**EXERCISE PROMPT**: Please reproduce the records, omitting nothing and changing nothing.

**RECORDS SUPPLIED**:
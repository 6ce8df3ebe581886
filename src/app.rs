//! Application state and core logic

use crate::config::RuntimeConfig;
use crate::state::{
    AppState, FieldDefinition, FocusTarget, Form, FormDefinition, FormPhase, RegistrationForm,
    SiteSettings, View,
};
use crate::store::FormStore;
use crossterm::event::{KeyCode, KeyEvent, KeyModifiers};
use std::sync::Arc;
use tokio::sync::mpsc::{unbounded_channel, UnboundedReceiver, UnboundedSender};
use uuid::Uuid;

/// Form to open and the entities a submission is attributed to
#[derive(Debug, Clone, Copy, PartialEq, Eq)]
pub struct FormTarget {
    pub form_id: Uuid,
    pub program_id: Option<Uuid>,
    pub course_id: Option<Uuid>,
}

impl From<&RuntimeConfig> for FormTarget {
    fn from(config: &RuntimeConfig) -> Self {
        Self {
            form_id: config.form_id,
            program_id: config.program_id,
            course_id: config.course_id,
        }
    }
}

/// Result of a background store call, tagged with the modal session it belongs to
#[derive(Debug)]
pub enum StoreEvent {
    Loaded {
        session: u64,
        result: Result<(FormDefinition, Vec<FieldDefinition>), String>,
    },
    Submitted {
        session: u64,
        result: Result<(), String>,
    },
}

/// Main application struct
pub struct App {
    /// Current application state
    pub state: AppState,
    /// Data store shared with background tasks
    store: Arc<dyn FormStore>,
    target: FormTarget,
    events_tx: UnboundedSender<StoreEvent>,
    events_rx: UnboundedReceiver<StoreEvent>,
    /// Whether the app should quit
    quit: bool,
}

impl App {
    /// Create a new App instance and load site settings
    pub async fn new(store: Arc<dyn FormStore>, target: FormTarget) -> Self {
        let mut state = AppState::default();

        state.settings = match store.fetch_settings().await {
            Ok(rows) => {
                let settings = SiteSettings::from_rows(rows);
                if settings.is_empty() {
                    tracing::info!("No site settings stored, using defaults");
                } else {
                    tracing::debug!(count = settings.len(), "site settings loaded");
                }
                settings
            }
            Err(e) => {
                tracing::warn!("Failed to load site settings, using defaults: {e}");
                SiteSettings::default()
            }
        };

        let (events_tx, events_rx) = unbounded_channel();
        Self {
            state,
            store,
            target,
            events_tx,
            events_rx,
            quit: false,
        }
    }

    /// Check if app should quit
    pub fn should_quit(&self) -> bool {
        self.quit
    }

    pub fn target(&self) -> FormTarget {
        self.target
    }

    /// Push an error message to the error queue for display
    pub fn push_error(&mut self, message: impl Into<String>) {
        self.state.push_error(message.into());
    }

    /// Open a fresh registration modal and start loading its definition
    pub fn open_registration(&mut self) {
        let target = self.target;
        self.state.status_message = None;
        let session = self.state.open_registration(RegistrationForm::new(
            target.form_id,
            target.program_id,
            target.course_id,
        ));
        tracing::info!(form_id = %target.form_id, session, "opening registration form");

        let store = Arc::clone(&self.store);
        let tx = self.events_tx.clone();
        tokio::spawn(async move {
            let result = tokio::try_join!(
                store.fetch_form(target.form_id),
                store.fetch_fields(target.form_id)
            )
            .map_err(|e| e.to_string());
            // Receiver gone means the app is shutting down
            let _ = tx.send(StoreEvent::Loaded { session, result });
        });
    }

    /// Close the modal from any phase; nothing is persisted
    pub fn close_registration(&mut self) {
        if self.state.registration.is_some() {
            tracing::debug!(session = self.state.session, "registration closed");
        }
        self.state.close_registration();
    }

    /// Validate the draft and, when clean, insert it in the background
    pub fn submit(&mut self) {
        let session = self.state.session;
        let Some(form) = self.state.registration.as_mut() else {
            return;
        };
        let was_editable = form.is_editable();
        let Some(submission) = form.begin_submit() else {
            if was_editable {
                tracing::debug!(errors = form.errors.len(), "registration has validation errors");
            }
            return;
        };

        let store = Arc::clone(&self.store);
        let tx = self.events_tx.clone();
        tokio::spawn(async move {
            let result = store
                .insert_submission(submission)
                .await
                .map_err(|e| e.to_string());
            let _ = tx.send(StoreEvent::Submitted { session, result });
        });
    }

    /// Apply a finished background call to the modal it was started for
    pub fn apply_event(&mut self, event: StoreEvent) {
        match event {
            StoreEvent::Loaded { session, result } => {
                let Some(form) = self.state.registration_for(session) else {
                    tracing::debug!(session, "discarding form load for closed modal");
                    return;
                };
                match result {
                    Ok((definition, fields)) => {
                        tracing::info!(form = %definition.name, fields = fields.len(), "form loaded");
                        form.load(definition, fields);
                    }
                    Err(e) => {
                        tracing::warn!("Failed to load registration form: {e}");
                        form.load_failed(e.clone());
                        self.push_error(format!("Failed to load form: {e}"));
                    }
                }
            }
            StoreEvent::Submitted { session, result } => {
                let Some(form) = self.state.registration_for(session) else {
                    tracing::debug!(session, "discarding submit result for closed modal");
                    return;
                };
                form.finish_submit(result.is_ok());
                match result {
                    Ok(()) => {
                        tracing::info!(session, "registration submitted");
                        self.state.status_message = Some("Registration submitted".to_string());
                    }
                    Err(e) => {
                        tracing::warn!("Failed to submit registration: {e}");
                        self.push_error(format!("Failed to submit registration: {e}"));
                    }
                }
            }
        }
    }

    /// Apply every result that has arrived without waiting
    pub fn drain_events(&mut self) {
        while let Ok(event) = self.events_rx.try_recv() {
            self.apply_event(event);
        }
    }

    /// Wait for the next background result and apply it
    #[cfg(test)]
    pub async fn process_next_event(&mut self) -> bool {
        match self.events_rx.recv().await {
            Some(event) => {
                self.apply_event(event);
                true
            }
            None => false,
        }
    }

    /// Handle a key event
    pub fn handle_key(&mut self, key: KeyEvent) {
        // Error dialog captures input until dismissed
        if self.state.current_error().is_some() {
            if matches!(key.code, KeyCode::Enter | KeyCode::Esc) {
                self.state.dismiss_error();
            }
            return;
        }

        match self.state.current_view {
            View::Landing => self.handle_landing_key(key),
            View::Registration => self.handle_registration_key(key),
        }
    }

    fn handle_landing_key(&mut self, key: KeyEvent) {
        match key.code {
            KeyCode::Char('r') | KeyCode::Enter => self.open_registration(),
            KeyCode::Char('q') | KeyCode::Esc => self.quit = true,
            _ => {}
        }
    }

    fn handle_registration_key(&mut self, key: KeyEvent) {
        let Some(form) = self.state.registration.as_mut() else {
            self.state.current_view = View::Landing;
            return;
        };

        if key.code == KeyCode::Esc {
            self.close_registration();
            return;
        }

        match form.phase {
            FormPhase::Loading => {}
            FormPhase::Success | FormPhase::Failed(_) => {
                if key.code == KeyCode::Enter {
                    self.close_registration();
                }
            }
            FormPhase::Ready | FormPhase::Submitting => match key.code {
                KeyCode::Tab => form.next_field(),
                KeyCode::BackTab => form.prev_field(),
                KeyCode::Char('s') if key.modifiers.contains(KeyModifiers::CONTROL) => {
                    self.submit();
                }
                KeyCode::Enter => match form.focus() {
                    FocusTarget::SubmitButton => self.submit(),
                    FocusTarget::CloseButton => self.close_registration(),
                    FocusTarget::Field(_) => {
                        if !form.newline() {
                            form.next_field();
                        }
                    }
                },
                KeyCode::Left => form.cycle_choice(false),
                KeyCode::Right => form.cycle_choice(true),
                KeyCode::Char(c) => form.input_char(c),
                KeyCode::Backspace => form.backspace(),
                _ => {}
            },
        }
    }
}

**EXPECTED OUTPUT**:
repository 6ce8df3ebe581886
filename src/app.rs
//! Application state and core logic

use crate::config::RuntimeConfig;
use crate::state::{
    AppState, FieldDefinition, FocusTarget, Form, FormDefinition, FormPhase, RegistrationForm,
    SiteSettings, View,
};
use crate::store::FormStore;
use crossterm::event::{KeyCode, KeyEvent, KeyModifiers};
use std::sync::Arc;
use tokio::sync::mpsc::{unbounded_channel, UnboundedReceiver, UnboundedSender};
use uuid::Uuid;

/// Form to open and the entities a submission is attributed to
#[derive(Debug, Clone, Copy, PartialEq, Eq)]
pub struct FormTarget {
    pub form_id: Uuid,
    pub program_id: Option<Uuid>,
    pub course_id: Option<Uuid>,
}

impl From<&RuntimeConfig> for FormTarget {
    fn from(config: &RuntimeConfig) -> Self {
        Self {
            form_id: config.form_id,
            program_id: config.program_id,
            course_id: config.course_id,
        }
    }
}

/// Result of a background store call, tagged with the modal session it belongs to
#[derive(Debug)]
pub enum StoreEvent {
    Loaded {
        session: u64,
        result: Result<(FormDefinition, Vec<FieldDefinition>), String>,
    },
    Submitted {
        session: u64,
        result: Result<(), String>,
    },
}

/// Main application struct
pub struct App {
    /// Current application state
    pub state: AppState,
    /// Data store shared with background tasks
    store: Arc<dyn FormStore>,
    target: FormTarget,
    events_tx: UnboundedSender<StoreEvent>,
    events_rx: UnboundedReceiver<StoreEvent>,
    /// Whether the app should quit
    quit: bool,
}

impl App {
    /// Create a new App instance and load site settings
    pub async fn new(store: Arc<dyn FormStore>, target: FormTarget) -> Self {
        let mut state = AppState::default();

        state.settings = match store.fetch_settings().await {
            Ok(rows) => {
                let settings = SiteSettings::from_rows(rows);
                if settings.is_empty() {
                    tracing::info!("No site settings stored, using defaults");
                } else {
                    tracing::debug!(count = settings.len(), "site settings loaded");
                }
                settings
            }
            Err(e) => {
                tracing::warn!("Failed to load site settings, using defaults: {e}");
                SiteSettings::default()
            }
        };

        let (events_tx, events_rx) = unbounded_channel();
        Self {
            state,
            store,
            target,
            events_tx,
            events_rx,
            quit: false,
        }
    }

    /// Check if app should quit
    pub fn should_quit(&self) -> bool {
        self.quit
    }

    pub fn target(&self) -> FormTarget {
        self.target
    }

    /// Push an error message to the error queue for display
    pub fn push_error(&mut self, message: impl Into<String>) {
        self.state.push_error(message.into());
    }

    /// Open a fresh registration modal and start loading its definition
    pub fn open_registration(&mut self) {
        let target = self.target;
        self.state.status_message = None;
        let session = self.state.open_registration(RegistrationForm::new(
            target.form_id,
            target.program_id,
            target.course_id,
        ));
        tracing::info!(form_id = %target.form_id, session, "opening registration form");

        let store = Arc::clone(&self.store);
        let tx = self.events_tx.clone();
        tokio::spawn(async move {
            let result = tokio::try_join!(
                store.fetch_form(target.form_id),
                store.fetch_fields(target.form_id)
            )
            .map_err(|e| e.to_string());
            // Receiver gone means the app is shutting down
            let _ = tx.send(StoreEvent::Loaded { session, result });
        });
    }

    /// Close the modal from any phase; nothing is persisted
    pub fn close_registration(&mut self) {
        if self.state.registration.is_some() {
            tracing::debug!(session = self.state.session, "registration closed");
        }
        self.state.close_registration();
    }

    /// Validate the draft and, when clean, insert it in the background
    pub fn submit(&mut self) {
        let session = self.state.session;
        let Some(form) = self.state.registration.as_mut() else {
            return;
        };
        let was_editable = form.is_editable();
        let Some(submission) = form.begin_submit() else {
            if was_editable {
                tracing::debug!(errors = form.errors.len(), "registration has validation errors");
            }
            return;
        };

        let store = Arc::clone(&self.store);
        let tx = self.events_tx.clone();
        tokio::spawn(async move {
            let result = store
                .insert_submission(submission)
                .await
                .map_err(|e| e.to_string());
            let _ = tx.send(StoreEvent::Submitted { session, result });
        });
    }

    /// Apply a finished background call to the modal it was started for
    pub fn apply_event(&mut self, event: StoreEvent) {
        match event {
            StoreEvent::Loaded { session, result } => {
                let Some(form) = self.state.registration_for(session) else {
                    tracing::debug!(session, "discarding form load for closed modal");
                    return;
                };
                match result {
                    Ok((definition, fields)) => {
                        tracing::info!(form = %definition.name, fields = fields.len(), "form loaded");
                        form.load(definition, fields);
                    }
                    Err(e) => {
                        tracing::warn!("Failed to load registration form: {e}");
                        form.load_failed(e.clone());
                        self.push_error(format!("Failed to load form: {e}"));
                    }
                }
            }
            StoreEvent::Submitted { session, result } => {
                let Some(form) = self.state.registration_for(session) else {
                    tracing::debug!(session, "discarding submit result for closed modal");
                    return;
                };
                form.finish_submit(result.is_ok());
                match result {
                    Ok(()) => {
                        tracing::info!(session, "registration submitted");
                        self.state.status_message = Some("Registration submitted".to_string());
                    }
                    Err(e) => {
                        tracing::warn!("Failed to submit registration: {e}");
                        self.push_error(format!("Failed to submit registration: {e}"));
                    }
                }
            }
        }
    }

    /// Apply every result that has arrived without waiting
    pub fn drain_events(&mut self) {
        while let Ok(event) = self.events_rx.try_recv() {
            self.apply_event(event);
        }
    }

    /// Wait for the next background result and apply it
    #[cfg(test)]
    pub async fn process_next_event(&mut self) -> bool {
        match self.events_rx.recv().await {
            Some(event) => {
                self.apply_event(event);
                true
            }
            None => false,
        }
    }

    /// Handle a key event
    pub fn handle_key(&mut self, key: KeyEvent) {
        // Error dialog captures input until dismissed
        if self.state.current_error().is_some() {
            if matches!(key.code, KeyCode::Enter | KeyCode::Esc) {
                self.state.dismiss_error();
            }
            return;
        }

        match self.state.current_view {
            View::Landing => self.handle_landing_key(key),
            View::Registration => self.handle_registration_key(key),
        }
    }

    fn handle_landing_key(&mut self, key: KeyEvent) {
        match key.code {
            KeyCode::Char('r') | KeyCode::Enter => self.open_registration(),
            KeyCode::Char('q') | KeyCode::Esc => self.quit = true,
            _ => {}
        }
    }

    fn handle_registration_key(&mut self, key: KeyEvent) {
        let Some(form) = self.state.registration.as_mut() else {
            self.state.current_view = View::Landing;
            return;
        };

        if key.code == KeyCode::Esc {
            self.close_registration();
            return;
        }

        match form.phase {
            FormPhase::Loading => {}
            FormPhase::Success | FormPhase::Failed(_) => {
                if key.code == KeyCode::Enter {
                    self.close_registration();
                }
            }
            FormPhase::Ready | FormPhase::Submitting => match key.code {
                KeyCode::Tab => form.next_field(),
                KeyCode::BackTab => form.prev_field(),
                KeyCode::Char('s') if key.modifiers.contains(KeyModifiers::CONTROL) => {
                    self.submit();
                }
                KeyCode::Enter => match form.focus() {
                    FocusTarget::SubmitButton => self.submit(),
                    FocusTarget::CloseButton => self.close_registration(),
                    FocusTarget::Field(_) => {
                        if !form.newline() {
                            form.next_field();
                        }
                    }
                },
                KeyCode::Left => form.cycle_choice(false),
                KeyCode::Right => form.cycle_choice(true),
                KeyCode::Char(c) => form.input_char(c),
                KeyCode::Backspace => form.backspace(),
                _ => {}
            },
        }
    }
}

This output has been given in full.